* [Action item]: Go to the line in the entries below that holds "for issue in" and repeat exactly from there through the line that holds "use lazy_static::lazy_static;", inclusive.

* [Supplied data]:
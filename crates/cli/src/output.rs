use crate::error::CliError;
use planner::{Dialect, SearchSql};
use search_filter::{Compilation, CompileIssue, FilterKind};
use serde::Serialize;
use std::fmt::Write;

#[derive(Serialize)]
struct SqlReport<'a> {
    dialect: String,
    #[serde(flatten)]
    sql: &'a SearchSql,
    issues: &'a [CompileIssue],
}

pub fn compilation_json(compilation: &Compilation) -> Result<String, CliError> {
    let json = serde_json::to_string_pretty(compilation)?;
    Ok(json)
}

pub fn compilation_text(compilation: &Compilation) -> String {
    let query = &compilation.query;
    let mut out = String::new();

    let _ = writeln!(out, "query: {}", query.to_query_string());
    if !query.free_text_terms.is_empty() {
        let _ = writeln!(out, "free text: {}", query.free_text_terms.join(", "));
    }
    if !query.predicates.is_empty() {
        let _ = writeln!(out, "filters:");
        for (view, predicate) in query.view_models().iter().zip(&query.predicates) {
            let _ = writeln!(out, "  - {:<40} ({predicate})", view.description());
        }
    }
    write_issues(&mut out, &compilation.issues);
    out
}

pub fn sql_json(
    rendered: &SearchSql,
    dialect: &dyn Dialect,
    issues: &[CompileIssue],
) -> Result<String, CliError> {
    let report = SqlReport {
        dialect: dialect.name(),
        sql: rendered,
        issues,
    };
    let json = serde_json::to_string_pretty(&report)?;
    Ok(json)
}

pub fn sql_text(rendered: &SearchSql, issues: &[CompileIssue]) -> String {
    let mut out = String::new();
    if rendered.is_empty() {
        let _ = writeln!(out, "-- empty query, no condition");
    } else {
        let _ = writeln!(out, "{}", rendered.where_clause());
    }
    for (idx, param) in rendered.params.iter().enumerate() {
        let _ = writeln!(out, "  [{}] {param}", idx + 1);
    }
    write_issues(&mut out, issues);
    out
}

pub fn kinds_json<'a>(kinds: impl Iterator<Item = &'a FilterKind>) -> Result<String, CliError> {
    let kinds: Vec<_> = kinds.collect();
    let json = serde_json::to_string_pretty(&kinds)?;
    Ok(json)
}

pub fn kinds_text<'a>(kinds: impl Iterator<Item = &'a FilterKind>) -> String {
    let mut out = String::new();
    for kind in kinds {
        let forms = kind
            .supported_operators
            .iter()
            .map(|op| format!("{}:{}value", kind.key, op.prefix()))
            .collect::<Vec<_>>()
            .join(" ");
        let _ = writeln!(out, "{:<14} {}", kind.key, kind.summary);
        let _ = writeln!(out, "{:<14} {forms}", "");
    }
    out
}

fn write_issues(out: &mut String, issues: &[CompileIssue]) {
    if issues.is_empty() {
        return;
    }
    let _ = writeln!(out, "issues:");
    for issue in issues {
        let _ = writeln!(out, "  - {}: {}", issue.span, issue.error);
    }
}
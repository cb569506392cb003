use super::{EQUALITY, SearchFilter, parse_choice};
use crate::{
    error::ExpectedValue,
    predicate::{BindableValue, Predicate},
};
use lazy_static::lazy_static;
use model::core::{relation::BinaryRelation, value::Value};
use search_syntax::ComparisonOperator;

/// A license the package index recognizes by its SPDX-style id.
#[derive(Debug, Clone, Copy, PartialEq, Eq, Hash)]
pub enum License {
    Mit,
    Apache2,
    Bsd2Clause,
    Bsd3Clause,
    Isc,
    Mpl2,
    Zlib,
    Bsl1,
    Cc0,
    Unlicense,
    Gpl2,
    Gpl3,
    Lgpl21,
    Lgpl3,
    Agpl3,
}

impl License {
    pub const ALL: [License; 15] = [
        License::Mit,
        License::Apache2,
        License::Bsd2Clause,
        License::Bsd3Clause,
        License::Isc,
        License::Mpl2,
        License::Zlib,
        License::Bsl1,
        License::Cc0,
        License::Unlicense,
        License::Gpl2,
        License::Gpl3,
        License::Lgpl21,
        License::Lgpl3,
        License::Agpl3,
    ];

    pub fn id(self) -> &'static str {
        match self {
            License::Mit => "mit",
            License::Apache2 => "apache-2.0",
            License::Bsd2Clause => "bsd-2-clause",
            License::Bsd3Clause => "bsd-3-clause",
            License::Isc => "isc",
            License::Mpl2 => "mpl-2.0",
            License::Zlib => "zlib",
            License::Bsl1 => "bsl-1.0",
            License::Cc0 => "cc0-1.0",
            License::Unlicense => "unlicense",
            License::Gpl2 => "gpl-2.0",
            License::Gpl3 => "gpl-3.0",
            License::Lgpl21 => "lgpl-2.1",
            License::Lgpl3 => "lgpl-3.0",
            License::Agpl3 => "agpl-3.0",
        }
    }

    pub fn full_name(self) -> &'static str {
        match self {
            License::Mit => "MIT",
            License::Apache2 => "Apache 2.0",
            License::Bsd2Clause => "BSD 2-Clause",
            License::Bsd3Clause => "BSD 3-Clause",
            License::Isc => "ISC",
            License::Mpl2 => "MPL 2.0",
            License::Zlib => "zlib",
            License::Bsl1 => "Boost 1.0",
            License::Cc0 => "CC0 1.0",
            License::Unlicense => "The Unlicense",
            License::Gpl2 => "GPL 2.0",
            License::Gpl3 => "GPL 3.0",
            License::Lgpl21 => "LGPL 2.1",
            License::Lgpl3 => "LGPL 3.0",
            License::Agpl3 => "AGPL 3.0",
        }
    }

    /// Copyleft licenses conflict with App Store distribution terms.
    pub fn is_app_store_compatible(self) -> bool {
        !matches!(
            self,
            License::Gpl2 | License::Gpl3 | License::Lgpl21 | License::Lgpl3 | License::Agpl3
        )
    }
}

lazy_static! {
    static ref COMPATIBLE_IDS: Vec<String> = License::ALL
        .iter()
        .filter(|license| license.is_app_store_compatible())
        .map(|license| license.id().to_string())
        .collect();
}

const LICENSE_CHOICES: &[&str] = &[
    "compatible",
    "incompatible",
    "mit",
    "apache-2.0",
    "bsd-2-clause",
    "bsd-3-clause",
    "isc",
    "mpl-2.0",
    "zlib",
    "bsl-1.0",
    "cc0-1.0",
    "unlicense",
    "gpl-2.0",
    "gpl-3.0",
    "lgpl-2.1",
    "lgpl-3.0",
    "agpl-3.0",
];

/// Either a compatibility class or one specific license.
#[derive(Debug, Clone, Copy, PartialEq, Eq)]
pub enum LicenseSelection {
    Compatible,
    Incompatible,
    Specific(License),
}

impl LicenseSelection {
    pub fn query_value(self) -> &'static str {
        match self {
            LicenseSelection::Compatible => "compatible",
            LicenseSelection::Incompatible => "incompatible",
            LicenseSelection::Specific(license) => license.id(),
        }
    }

    pub fn display_value(self) -> &'static str {
        match self {
            LicenseSelection::Compatible => "compatible with the App Store",
            LicenseSelection::Incompatible => "incompatible with the App Store",
            LicenseSelection::Specific(license) => license.full_name(),
        }
    }
}

/// Matches the package license, either by App Store compatibility or by id.
///
/// ```text
/// license:compatible    - license allows App Store distribution
/// license:!incompatible - same as above
/// license:mit           - MIT licensed
/// ```
#[derive(Debug, Clone, PartialEq, Eq)]
pub struct LicenseFilter {
    operator: ComparisonOperator,
    selection: LicenseSelection,
}

impl SearchFilter for LicenseFilter {
    const KEY: &'static str = "license";
    const OPERATORS: &'static [ComparisonOperator] = EQUALITY;
    const SUMMARY: &'static str = "License id, or App Store compatibility (compatible, incompatible)";

    type Value = LicenseSelection;

    fn parse_value(raw: &str) -> Result<LicenseSelection, ExpectedValue> {
        let mut choices = vec![
            ("compatible", LicenseSelection::Compatible),
            ("incompatible", LicenseSelection::Incompatible),
        ];
        choices.extend(
            License::ALL
                .iter()
                .map(|license| (license.id(), LicenseSelection::Specific(*license))),
        );
        parse_choice(raw, &choices).ok_or(ExpectedValue::OneOf(LICENSE_CHOICES))
    }

    fn from_parts(operator: ComparisonOperator, selection: LicenseSelection) -> Self {
        LicenseFilter {
            operator,
            selection,
        }
    }

    fn predicate(&self) -> Predicate {
        let negated = self.operator == ComparisonOperator::IsNot;
        let (relation, value) = match self.selection {
            LicenseSelection::Compatible | LicenseSelection::Incompatible => {
                let wants_compatible =
                    (self.selection == LicenseSelection::Compatible) != negated;
                let relation = if wants_compatible {
                    BinaryRelation::In
                } else {
                    BinaryRelation::NotIn
                };
                (relation, Value::StringArray(COMPATIBLE_IDS.clone()))
            }
            LicenseSelection::Specific(license) => (
                self.operator.relation(),
                Value::String(license.id().to_string()),
            ),
        };

        Predicate::new(
            Self::KEY,
            self.operator,
            relation,
            BindableValue::Literal(value),
            self.selection.display_value(),
        )
        .with_query_value(self.selection.query_value())
    }
}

* [Answer space]:
    for issue in issues {
        let _ = writeln!(out, "  - {}: {}", issue.span, issue.error);
    }
}
repository cb569506392cb003
use super::{EQUALITY, SearchFilter, parse_choice};
use crate::{
    error::ExpectedValue,
    predicate::{BindableValue, Predicate},
};
use lazy_static::lazy_static;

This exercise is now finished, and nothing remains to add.